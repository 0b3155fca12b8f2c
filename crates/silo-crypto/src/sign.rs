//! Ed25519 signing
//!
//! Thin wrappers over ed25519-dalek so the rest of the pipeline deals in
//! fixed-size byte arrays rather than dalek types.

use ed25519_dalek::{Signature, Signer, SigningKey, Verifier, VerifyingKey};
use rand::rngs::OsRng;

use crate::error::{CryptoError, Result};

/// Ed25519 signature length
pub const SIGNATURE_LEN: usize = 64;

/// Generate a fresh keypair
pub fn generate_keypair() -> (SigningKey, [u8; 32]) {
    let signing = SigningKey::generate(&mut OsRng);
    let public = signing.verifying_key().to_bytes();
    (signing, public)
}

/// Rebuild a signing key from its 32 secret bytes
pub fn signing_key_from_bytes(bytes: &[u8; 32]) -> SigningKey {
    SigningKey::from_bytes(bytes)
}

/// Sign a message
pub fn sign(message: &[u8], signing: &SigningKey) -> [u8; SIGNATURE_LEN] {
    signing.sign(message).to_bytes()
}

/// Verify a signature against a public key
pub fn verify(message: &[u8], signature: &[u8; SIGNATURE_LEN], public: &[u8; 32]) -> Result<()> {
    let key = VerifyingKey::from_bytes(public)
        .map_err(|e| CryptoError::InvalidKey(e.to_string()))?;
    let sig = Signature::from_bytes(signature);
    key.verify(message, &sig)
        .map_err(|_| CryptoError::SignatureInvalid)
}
========================================================================
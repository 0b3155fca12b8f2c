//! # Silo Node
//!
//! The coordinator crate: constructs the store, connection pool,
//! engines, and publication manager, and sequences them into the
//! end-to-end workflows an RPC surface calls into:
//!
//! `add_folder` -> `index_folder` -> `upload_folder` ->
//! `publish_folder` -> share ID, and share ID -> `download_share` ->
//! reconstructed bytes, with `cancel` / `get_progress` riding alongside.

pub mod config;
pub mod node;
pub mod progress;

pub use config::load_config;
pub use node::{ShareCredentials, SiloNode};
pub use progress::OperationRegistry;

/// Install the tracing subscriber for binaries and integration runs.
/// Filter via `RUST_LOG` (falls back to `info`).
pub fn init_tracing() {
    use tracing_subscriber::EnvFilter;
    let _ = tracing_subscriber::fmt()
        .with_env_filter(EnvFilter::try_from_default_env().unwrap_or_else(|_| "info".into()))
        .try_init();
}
========================================================================
▶ **Exercise brief**
Retype exactly the lines of the data above that fall between the line with "pub mod progress;" and the line with "(falls back to", inclusive, and add nothing.

▶ **Final answer**
pub mod progress;

pub use config::load_config;
pub use node::{ShareCredentials, SiloNode};
pub use progress::OperationRegistry;

/// Install the tracing subscriber for binaries and integration runs.
/// Filter via `RUST_LOG` (falls back to `info`).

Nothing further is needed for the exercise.